Would an "all controls" gang on the mixer help with overload problems?
I don't know enough about how the MuseScore mixer works to know whether this suggestion makes sense.
In the Mixer there is an overall gain control. However it occurs to me that the signals could be distorted due to digital overload before they get to that overall gain control. If that were the case, then it might be useful to have a way of controlling all the individual sliders in parallel, to avoid that kind of overload.
I am currently testing using the MuseScore OpenScore version of the Planets - https://musescore.com/openscore/scores/5271023 which can definitely drive my poor little computer into overload states - with distortion.
This may be unavoidable give the hardware we have and the current load it is trying to run.
There are too many** channels in the Mixer for this piece for it to be easy to lower the levels on each of them quickly - particularly if what is really needed is just a global reduction.

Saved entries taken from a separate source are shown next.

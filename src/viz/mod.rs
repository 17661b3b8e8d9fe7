//! Drawing toolkit shared by the chart types.
//!
//! - An owned SVG scene graph ([`scene::Surface`]) that serializes to SVG text
//! - Scales (linear, log, band, time, sequential color), shape and curve generators
//! - Tweens driven by an explicit clock, zoom transforms and a force layout
//! - Axes, legends, locale-aware number formatting
//! - The chart lifecycle base ([`base::ChartBase`]) and the [`base::Chart`] contract
//! - Rasterization of a surface to PNG/JPEG through plotters

pub mod anim;
pub mod axis;
pub mod base;
pub mod force;
pub mod legend;
pub mod options;
pub mod raster;
pub mod scale;
pub mod scene;
pub mod shape;
pub mod text;
pub mod types;
pub mod util;
pub mod zoom;

pub use base::{Chart, ChartBase, ChartEnv, ChartHandle, ChartState, Tooltip};
pub use options::{BaseOptions, ChartOptions, Margin};
pub use types::{DataFormat, ImageFormat, Key, LegendPosition};
//! Chart factory: chart type names mapped to constructors.

use ahash::AHashMap;
use indexmap::IndexMap;
use log::{debug, warn};
use serde_json::Value;
use std::cell::RefCell;
use std::rc::{Rc, Weak};

use crate::charts;
use crate::error::{ChartError, Result};
use crate::viz::base::{self, Chart, ChartEnv, ChartHandle};

/// Builds a chart of one type on a container.
pub type Constructor = Rc<dyn Fn(ChartEnv, &str, &Value) -> Result<Box<dyn Chart>>>;

pub struct ChartRegistry {
    env: ChartEnv,
    constructors: RefCell<IndexMap<String, Constructor>>,
    mounted: RefCell<AHashMap<String, Weak<RefCell<Box<dyn Chart>>>>>,
}

impl ChartRegistry {
    /// An empty registry creating charts in `env`.
    pub fn new(env: ChartEnv) -> Self {
        Self {
            env,
            constructors: RefCell::new(IndexMap::new()),
            mounted: RefCell::new(AHashMap::new()),
        }
    }

    /// A registry with every built-in chart type.
    pub fn with_builtin(env: ChartEnv) -> Self {
        let registry = Self::new(env);
        register_builtin_charts(&registry);
        registry
    }

    pub fn env(&self) -> &ChartEnv {
        &self.env
    }

    /// Register `name`, replacing any existing constructor.
    pub fn register<F>(&self, name: &str, constructor: F)
    where
        F: Fn(ChartEnv, &str, &Value) -> Result<Box<dyn Chart>> + 'static,
    {
        let previous = self
            .constructors
            .borrow_mut()
            .insert(name.to_string(), Rc::new(constructor));
        if previous.is_some() {
            warn!("chart type `{name}` re-registered; the previous constructor was replaced");
        }
    }

    pub fn unregister(&self, name: &str) -> bool {
        self.constructors.borrow_mut().shift_remove(name).is_some()
    }

    pub fn contains(&self, name: &str) -> bool {
        self.constructors.borrow().contains_key(name)
    }

    /// Registered type names in registration order.
    pub fn types(&self) -> Vec<String> {
        self.constructors.borrow().keys().cloned().collect()
    }

    /// Create a `chart_type` chart on `container`. A chart already mounted there is replaced
    /// once the new one has been constructed; if construction fails the old chart stays.
    pub fn create(&self, chart_type: &str, container: &str, options: &Value) -> Result<ChartHandle> {
        let constructor = self
            .constructors
            .borrow()
            .get(chart_type)
            .cloned()
            .ok_or_else(|| ChartError::UnknownChartType(chart_type.to_string()))?;
        let chart = constructor(self.env.clone(), container, options)?;
        if self.destroy(container) {
            // the old chart cleared the container's ARIA attributes on its way out
            chart.base().apply_aria();
        }
        let handle = base::mount(chart);
        self.mounted
            .borrow_mut()
            .insert(container.to_string(), Rc::downgrade(&handle));
        debug!("created {chart_type} chart on #{container}");
        Ok(handle)
    }

    /// [`create`](Self::create) followed by `set_data`.
    pub fn create_with_data(
        &self,
        chart_type: &str,
        container: &str,
        options: &Value,
        data: &Value,
    ) -> Result<ChartHandle> {
        let handle = self.create(chart_type, container, options)?;
        handle.borrow_mut().set_data(data)?;
        Ok(handle)
    }

    /// The live chart mounted on `container`.
    pub fn get(&self, container: &str) -> Option<ChartHandle> {
        self.mounted.borrow().get(container).and_then(Weak::upgrade)
    }

    /// Destroy the chart mounted on `container`. Returns whether one was live.
    pub fn destroy(&self, container: &str) -> bool {
        let previous = self.mounted.borrow_mut().remove(container);
        let Some(handle) = previous.and_then(|w| w.upgrade()) else {
            return false;
        };
        match handle.try_borrow_mut() {
            Ok(mut chart) => {
                chart.destroy();
                true
            }
            Err(_) => {
                warn!("chart on #{container} is busy and was not destroyed");
                false
            }
        }
    }

    /// Number of containers holding a live chart.
    pub fn mounted_count(&self) -> usize {
        self.mounted
            .borrow()
            .values()
            .filter_map(Weak::upgrade)
            .filter(|h| h.try_borrow().map_or(true, |c| !c.base().is_destroyed()))
            .count()
    }
}

/// Register pie, bar, line, heatmap, timeline and flow.
pub fn register_builtin_charts(registry: &ChartRegistry) {
    charts::pie::register(registry);
    charts::bar::register(registry);
    charts::line::register(registry);
    charts::heatmap::register(registry);
    charts::timeline::register(registry);
    charts::flow::register(registry);
}

thread_local! {
    static DEFAULT_REGISTRY: ChartRegistry = ChartRegistry::with_builtin(ChartEnv::default());
}

/// Run `f` with this thread's default registry.
pub fn with_default<R>(f: impl FnOnce(&ChartRegistry) -> R) -> R {
    DEFAULT_REGISTRY.with(f)
}

#[cfg(test)]
mod tests {
    use super::*;
    use crate::charts::PieChart;
    use crate::viz::base::ChartState;
    use serde_json::json;

    fn registry() -> ChartRegistry {
        let env = ChartEnv::default();
        env.document.add_container("a", 400.0, 300.0);
        ChartRegistry::with_builtin(env)
    }

    #[test]
    fn builtins_are_registered_in_order() {
        let r = registry();
        assert_eq!(r.types(), ["pie", "bar", "line", "heatmap", "timeline", "flow"]);
    }

    #[test]
    fn unknown_type_is_an_error() {
        let r = registry();
        let err = r.create("sunburst", "a", &json!({})).err().unwrap();
        assert!(matches!(err, ChartError::UnknownChartType(t) if t == "sunburst"));
    }

    #[test]
    fn creating_on_an_occupied_container_destroys_the_old_chart() {
        let r = registry();
        let first = r.create("pie", "a", &json!({})).unwrap();
        let second = r.create("bar", "a", &json!({})).unwrap();
        assert_eq!(first.borrow().state(), ChartState::Destroyed);
        assert_eq!(second.borrow().chart_type(), "bar");
        assert_eq!(r.mounted_count(), 1);
        assert!(Rc::ptr_eq(&r.get("a").unwrap(), &second));
    }

    #[test]
    fn failed_construction_keeps_the_mounted_chart() {
        let r = registry();
        let first = r.create_with_data("pie", "a", &json!({}), &json!({"x": 1})).unwrap();
        assert!(r.create("bar", "missing", &json!({})).is_err());
        r.register("broken", |_, _, _| Err(ChartError::invalid_option("size", "negative")));
        assert!(r.create("broken", "a", &json!({})).is_err());
        assert_eq!(first.borrow().state(), ChartState::Interactive);
        assert!(Rc::ptr_eq(&r.get("a").unwrap(), &first));
        assert_eq!(r.env().document.surface_count("a"), 1);
    }

    #[test]
    fn replacement_keeps_aria_attributes() {
        let r = registry();
        r.create("pie", "a", &json!({})).unwrap();
        let second = r.create("bar", "a", &json!({"title": "IO"})).unwrap();
        let doc = &r.env().document;
        assert_eq!(doc.attr("a", "role").as_deref(), Some("img"));
        assert_eq!(doc.attr("a", "tabindex").as_deref(), Some("0"));
        assert_eq!(doc.attr("a", "aria-label").as_deref(), Some("bar chart: IO"));
        assert!(doc.has_listener("a", "keydown"));
        assert_eq!(second.borrow().state(), ChartState::Validated);
    }

    #[test]
    fn replacing_a_constructor() {
        let r = registry();
        r.register("bar", |env, container, options| Ok(Box::new(PieChart::new(env, container, options)?)));
        let chart = r.create("bar", "a", &json!({})).unwrap();
        assert_eq!(chart.borrow().chart_type(), "pie");
        assert!(chart.borrow().as_any().downcast_ref::<PieChart>().is_some());
        assert!(r.unregister("bar"));
        assert!(!r.contains("bar"));
    }

    #[test]
    fn dropped_handles_unmount() {
        let r = registry();
        let chart = r.create_with_data("pie", "a", &json!({}), &json!({"x": 1})).unwrap();
        assert_eq!(chart.borrow().record_count(), 1);
        drop(chart);
        assert!(r.get("a").is_none());
        assert!(!r.destroy("a"));
    }

    #[test]
    fn default_registry_knows_builtins() {
        assert!(with_default(|r| r.contains("timeline")));
    }
}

It would be interesting to have views and more information about this.
** Wouldn't it be useful to have a number for each channel, so that the total number of channels could easily be seen? Maybe there is that feature already - but I've not seen it.
Comments
Don't forget there is a master gain in the Synthesizer.

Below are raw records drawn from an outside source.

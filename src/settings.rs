//! Process-wide settings for the CLI and embedding hosts.
//!
//! Lookup order: an explicit `--config` file, else
//! `<config dir>/trace-charts/settings.json` when it exists, else defaults.
//! `TRACE_CHARTS_THEME`, `TRACE_CHARTS_WIDTH`, `TRACE_CHARTS_HEIGHT`,
//! `TRACE_CHARTS_LOCALE` and `TRACE_CHARTS_FONT` override the file.

use indexmap::IndexMap;
use log::{debug, warn};
use serde::{Deserialize, Serialize};
use serde_json::{Value, json};
use std::fs;
use std::path::{Path, PathBuf};

use crate::error::{ChartError, Result};
use crate::viz::base::ChartEnv;
use crate::viz::options::deep_merge;
use crate::viz::raster;

pub const ENV_PREFIX: &str = "TRACE_CHARTS_";

#[derive(Debug, Clone, PartialEq, Serialize, Deserialize)]
#[serde(rename_all = "camelCase", default)]
pub struct Settings {
    /// Theme made current before charts are created.
    pub theme: Option<String>,
    pub width: f64,
    pub height: f64,
    pub locale: String,
    /// TTF/OTF file used to rasterize text in image exports.
    pub font_path: Option<PathBuf>,
    /// Extra themes, registered by name.
    pub themes: IndexMap<String, Value>,
}

impl Default for Settings {
    fn default() -> Self {
        Self {
            theme: None,
            width: 800.0,
            height: 500.0,
            locale: "en".to_string(),
            font_path: None,
            themes: IndexMap::new(),
        }
    }
}

impl Settings {
    /// `<config dir>/trace-charts/settings.json`.
    pub fn default_path() -> Option<PathBuf> {
        dirs::config_dir().map(|d| d.join("trace-charts").join("settings.json"))
    }

    pub fn from_file(path: &Path) -> Result<Self> {
        let text = fs::read_to_string(path)?;
        let settings = serde_json::from_str(&text)?;
        debug!("loaded settings from {}", path.display());
        Ok(settings)
    }

    /// Resolve settings from `explicit`, the default location and the environment.
    pub fn load(explicit: Option<&Path>) -> Result<Self> {
        let mut settings = match explicit {
            Some(path) => Self::from_file(path)?,
            None => match Self::default_path().filter(|p| p.is_file()) {
                Some(path) => Self::from_file(&path)?,
                None => Self::default(),
            },
        };
        settings.apply_overrides(|key| std::env::var(key).ok());
        Ok(settings)
    }

    /// Apply `TRACE_CHARTS_*` values from `lookup`. Unparsable numbers are ignored.
    pub fn apply_overrides<F>(&mut self, lookup: F)
    where
        F: Fn(&str) -> Option<String>,
    {
        let var = |name: &str| lookup(&format!("{ENV_PREFIX}{name}")).filter(|v| !v.trim().is_empty());
        if let Some(theme) = var("THEME") {
            self.theme = Some(theme);
        }
        for (name, slot) in [("WIDTH", &mut self.width), ("HEIGHT", &mut self.height)] {
            if let Some(raw) = var(name) {
                match raw.trim().parse::<f64>() {
                    Ok(v) if v > 0.0 => *slot = v,
                    _ => warn!("{ENV_PREFIX}{name}=`{raw}` is not a positive number; keeping {slot}"),
                }
            }
        }
        if let Some(locale) = var("LOCALE") {
            self.locale = locale;
        }
        if let Some(font) = var("FONT") {
            self.font_path = Some(PathBuf::from(font));
        }
    }

    /// Chart options with these settings underneath `overrides`.
    pub fn chart_options(&self, overrides: &Value) -> Value {
        let mut options = json!({
            "width": self.width,
            "height": self.height,
            "locale": self.locale,
        });
        if let Some(theme) = &self.theme {
            options["theme"] = json!(theme);
        }
        deep_merge(&mut options, overrides);
        options
    }

    /// Register extra themes and the font, then switch to the configured theme.
    pub fn apply(&self, env: &ChartEnv) -> Result<()> {
        for (name, theme) in &self.themes {
            env.themes.register_json(name, theme)?;
        }
        if let Some(font) = &self.font_path {
            raster::register_font_file(font)?;
        }
        if let Some(theme) = &self.theme {
            if !env.themes.set_current(theme) {
                return Err(ChartError::invalid_option("theme", format!("unknown theme `{theme}`")));
            }
        }
        Ok(())
    }
}

#[cfg(test)]
mod tests {
    use super::*;
    use std::collections::HashMap;

    #[test]
    fn file_values_fill_missing_fields_with_defaults() {
        let dir = tempfile::tempdir().unwrap();
        let path = dir.path().join("settings.json");
        fs::write(&path, r#"{"theme": "dark", "width": 1024}"#).unwrap();
        let s = Settings::from_file(&path).unwrap();
        assert_eq!(s.theme.as_deref(), Some("dark"));
        assert_eq!(s.width, 1024.0);
        assert_eq!(s.height, 500.0);
        assert_eq!(s.locale, "en");
    }

    #[test]
    fn missing_explicit_file_is_an_error() {
        let err = Settings::load(Some(Path::new("/nonexistent/trace-charts.json"))).unwrap_err();
        assert!(matches!(err, ChartError::Io(_)));
    }

    #[test]
    fn environment_overrides() {
        let env: HashMap<&str, &str> = [
            ("TRACE_CHARTS_THEME", "minimal"),
            ("TRACE_CHARTS_WIDTH", "640"),
            ("TRACE_CHARTS_HEIGHT", "-3"),
            ("TRACE_CHARTS_LOCALE", "de"),
        ]
        .into_iter()
        .collect();
        let mut s = Settings::default();
        s.apply_overrides(|k| env.get(k).map(|v| v.to_string()));
        assert_eq!(s.theme.as_deref(), Some("minimal"));
        assert_eq!(s.width, 640.0);
        assert_eq!(s.height, 500.0);
        assert_eq!(s.locale, "de");
    }

    #[test]
    fn chart_options_yield_to_explicit_values() {
        let s = Settings {
            theme: Some("dark".into()),
            ..Settings::default()
        };
        let merged = s.chart_options(&json!({"width": 300, "title": "IO"}));
        assert_eq!(merged["width"], 300);
        assert_eq!(merged["height"], 500.0);
        assert_eq!(merged["theme"], "dark");
        assert_eq!(merged["title"], "IO");
    }

    #[test]
    fn apply_switches_theme_and_rejects_unknown() {
        let env = ChartEnv::default();
        let ok = Settings {
            theme: Some("security-focus".into()),
            ..Settings::default()
        };
        ok.apply(&env).unwrap();
        assert_eq!(env.themes.current_name(), "security-focus");
        let bad = Settings {
            theme: Some("neon".into()),
            ..Settings::default()
        };
        assert!(bad.apply(&env).is_err());
    }
}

I think you might be confusing two different sense of the word "overload". If it's just a matter of your system not being able to keep up with the demands of the processing power required for playback, volume has nothing to do with it. It takes no more processing power to deal with loud signals than quiet ones. Volume is only relevant if the issue digital clipping - but in that case,e it would be 100% reproducible, same passage of any given piece very time, no matter how powerful your computer is.
In reply to I think you might be… by Marc Sabatella
You're probably right. You are correct that the actual signal level makes no difference - as long as the levels are less than maximum, and that summing them doesn't take them over the limit which would cause effectively some form of truncation and clipping.
What I don't know is how MuseScore allocates its timing in complex scores. Even though all the notes in a chord should be played at the same time, this of course does not quite happen as the computer has to work out what to play before any actual audio output is produced. It is possible (likely?) that the processes calculating what has to be done, and those which output the audio work asynchronously. Timing issues would probably normally be resolved by buffering.
I am trying to figure out why it is that sometimes MuseScore seems to give these crackling effects - which are not absolutely reproducible - so as you note that shouldn't be caused by summation in the mixer or any part of the MS system.
Nevertheless I have vague feelings that the problems do arise more often on certain types of score than others.
Something just doesn't sound right. I can get processor overload effects in other software - e.g. Logic, possibly Final Cut Pro (though on this computer there are few problems with FCP). To get processor related problems in Logic - which the software will eventually detect and warn about - I have to load up many sound libraries and have very many channels active. Otherwise the processor just does it.
If the issues with the crackling are due to processor issues, the MuseScore would appear to be running a lot less efficiently than other software on the same computer for these to become noticeable so quickly. I don't know whether possible processor issues are the reason for the crackling, or if there are simply one or more bugs causing this distortion.
It is still a mystery.
In reply to You're probably right. You… by dave2020X
When you hit play, MuseScore pre-calculates a data structure containing the MIDI data, then spits it out to the synthesizer one event a time. MIDI is inherently sequential -m it has no concept of two things happening at the same time. A chord is always one note right after the other.
MuseScore calculates this data structure - or chunks of it, anyhow - before it ever starts playing. In theory, it stays ahead of the synthesizer thread (not a separate process as far as I know, but I'm no expert) and keeps calculating data before it is needed, but it doesn't always succeed.
As I related elsewhere, one thing that has been discussed over the years is that macOS in particular seems to be not very efficient about paging, and the applications' pages are being swapped in while it is still doing its calculations. I don't know enough about macOS to know how to coerce it to keep a process' pages in memory. I gather other applications have figured out that trick.